• What the task requires: The records that follow are to be repeated without alteration.

(Data extracts begins)

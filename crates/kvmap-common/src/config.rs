//! Configuration types for kvmap
//!
//! Loaded from TOML. Every section and field has a default, so a missing
//! file or a partial file is valid.

use crate::error::{Error, Result};
use crate::policy::WritePolicy;
use crate::types::Expiration;
use serde::{Deserialize, Serialize};
use std::path::Path;
use tracing::debug;

/// Root configuration
#[derive(Clone, Debug, Default, Serialize, Deserialize)]
pub struct Config {
    #[serde(default)]
    pub store: StoreConfig,
    #[serde(default)]
    pub write: WriteConfig,
    #[serde(default)]
    pub template: TemplateConfig,
    #[serde(default)]
    pub logging: LoggingConfig,
}

impl Config {
    /// Parse a TOML document
    pub fn from_toml_str(s: &str) -> Result<Self> {
        toml::from_str(s).map_err(|e| Error::Configuration(e.to_string()))
    }

    /// Load from a file; a missing file yields the defaults
    pub fn load(path: impl AsRef<Path>) -> Result<Self> {
        let path = path.as_ref();
        if !path.exists() {
            debug!("Config file {} not found, using defaults", path.display());
            return Ok(Self::default());
        }
        let s = std::fs::read_to_string(path)
            .map_err(|e| Error::Configuration(format!("{}: {e}", path.display())))?;
        Self::from_toml_str(&s)
    }

    /// Base write policy every template-built policy starts from
    #[must_use]
    pub fn base_write_policy(&self) -> WritePolicy {
        WritePolicy::builder(&WritePolicy::default())
            .send_key(self.write.send_key)
            .expiration(self.write.default_expiration)
            .build()
    }
}

/// Store connection settings
#[derive(Clone, Debug, Serialize, Deserialize)]
pub struct StoreConfig {
    /// Namespace (database) all keys live in
    #[serde(default = "default_namespace")]
    pub namespace: String,
    /// Seed hosts, `host:port`
    #[serde(default = "default_hosts")]
    pub hosts: Vec<String>,
    /// Per-request timeout (milliseconds)
    #[serde(default = "default_timeout_ms")]
    pub timeout_ms: u64,
    #[serde(default = "default_true")]
    pub fail_if_not_connected: bool,
}

impl Default for StoreConfig {
    fn default() -> Self {
        Self {
            namespace: default_namespace(),
            hosts: default_hosts(),
            timeout_ms: default_timeout_ms(),
            fail_if_not_connected: true,
        }
    }
}

/// Defaults applied to every write
#[derive(Clone, Debug, Serialize, Deserialize)]
pub struct WriteConfig {
    /// Store the user key with each record
    #[serde(default = "default_true")]
    pub send_key: bool,
    #[serde(default)]
    pub default_expiration: Expiration,
}

impl Default for WriteConfig {
    fn default() -> Self {
        Self {
            send_key: true,
            default_expiration: Expiration::NamespaceDefault,
        }
    }
}

/// Template behaviour
#[derive(Clone, Debug, Serialize, Deserialize)]
pub struct TemplateConfig {
    /// Maximum in-flight requests for fan-out batch operations
    #[serde(default = "default_batch_concurrency")]
    pub batch_concurrency: usize,
}

impl Default for TemplateConfig {
    fn default() -> Self {
        Self {
            batch_concurrency: default_batch_concurrency(),
        }
    }
}

#[derive(Clone, Debug, Serialize, Deserialize)]
pub struct LoggingConfig {
    #[serde(default = "default_log_level")]
    pub level: String,
}

impl Default for LoggingConfig {
    fn default() -> Self {
        Self {
            level: default_log_level(),
        }
    }
}

fn default_namespace() -> String {
    "test".to_string()
}

fn default_hosts() -> Vec<String> {
    vec!["127.0.0.1:3000".to_string()]
}

const fn default_timeout_ms() -> u64 {
    10_000
}

const fn default_true() -> bool {
    true
}

const fn default_batch_concurrency() -> usize {
    16
}

fn default_log_level() -> String {
    "info".to_string()
}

(Data extracts ends)

• Response for this exercise:
filename crates/kvmap-common/src/config.rs
//! Configuration types for kvmap
//!
//! Loaded from TOML. Every section and field has a default, so a missing
//! file or a partial file is valid.

use crate::error::{Error, Result};
use crate::policy::WritePolicy;
use crate::types::Expiration;
use serde::{Deserialize, Serialize};
use std::path::Path;
use tracing::debug;

/// Root configuration
#[derive(Clone, Debug, Default, Serialize, Deserialize)]
pub struct Config {
    #[serde(default)]
    pub store: StoreConfig,
    #[serde(default)]
    pub write: WriteConfig,
    #[serde(default)]
    pub template: TemplateConfig,
    #[serde(default)]
    pub logging: LoggingConfig,
}

impl Config {
    /// Parse a TOML document
    pub fn from_toml_str(s: &str) -> Result<Self> {
        toml::from_str(s).map_err(|e| Error::Configuration(e.to_string()))
    }

    /// Load from a file; a missing file yields the defaults
    pub fn load(path: impl AsRef<Path>) -> Result<Self> {
        let path = path.as_ref();
        if !path.exists() {
            debug!("Config file {} not found, using defaults", path.display());
            return Ok(Self::default());
        }
        let s = std::fs::read_to_string(path)
            .map_err(|e| Error::Configuration(format!("{}: {e}", path.display())))?;
        Self::from_toml_str(&s)
    }

    /// Base write policy every template-built policy starts from
    #[must_use]
    pub fn base_write_policy(&self) -> WritePolicy {
        WritePolicy::builder(&WritePolicy::default())
            .send_key(self.write.send_key)
            .expiration(self.write.default_expiration)
            .build()
    }
}

/// Store connection settings
#[derive(Clone, Debug, Serialize, Deserialize)]
pub struct StoreConfig {
    /// Namespace (database) all keys live in
    #[serde(default = "default_namespace")]
    pub namespace: String,
    /// Seed hosts, `host:port`
    #[serde(default = "default_hosts")]
    pub hosts: Vec<String>,
    /// Per-request timeout (milliseconds)
    #[serde(default = "default_timeout_ms")]
    pub timeout_ms: u64,
    #[serde(default = "default_true")]
    pub fail_if_not_connected: bool,
}

impl Default for StoreConfig {
    fn default() -> Self {
        Self {
            namespace: default_namespace(),
            hosts: default_hosts(),
            timeout_ms: default_timeout_ms(),
            fail_if_not_connected: true,
        }
    }
}

/// Defaults applied to every write
#[derive(Clone, Debug, Serialize, Deserialize)]
pub struct WriteConfig {
    /// Store the user key with each record
    #[serde(default = "default_true")]
    pub send_key: bool,
    #[serde(default)]
    pub default_expiration: Expiration,
}

impl Default for WriteConfig {
    fn default() -> Self {
        Self {
            send_key: true,
            default_expiration: Expiration::NamespaceDefault,
        }
    }
}

/// Template behaviour
#[derive(Clone, Debug, Serialize, Deserialize)]
pub struct TemplateConfig {
    /// Maximum in-flight requests for fan-out batch operations
    #[serde(default = "default_batch_concurrency")]
    pub batch_concurrency: usize,
}

impl Default for TemplateConfig {
    fn default() -> Self {
        Self {
            batch_concurrency: default_batch_concurrency(),
        }
    }
}

#[derive(Clone, Debug, Serialize, Deserialize)]
pub struct LoggingConfig {
    #[serde(default = "default_log_level")]
    pub level: String,
}

impl Default for LoggingConfig {
    fn default() -> Self {
        Self {
            level: default_log_level(),
        }
    }
}

fn default_namespace() -> String {
    "test".to_string()
}

fn default_hosts() -> Vec<String> {
    vec!["127.0.0.1:3000".to_string()]
}

const fn default_timeout_ms() -> u64 {
    10_000
}

const fn default_true() -> bool {
    true
}

const fn default_batch_concurrency() -> usize {
    16
}

fn default_log_level() -> String {
    "info".to_string()
}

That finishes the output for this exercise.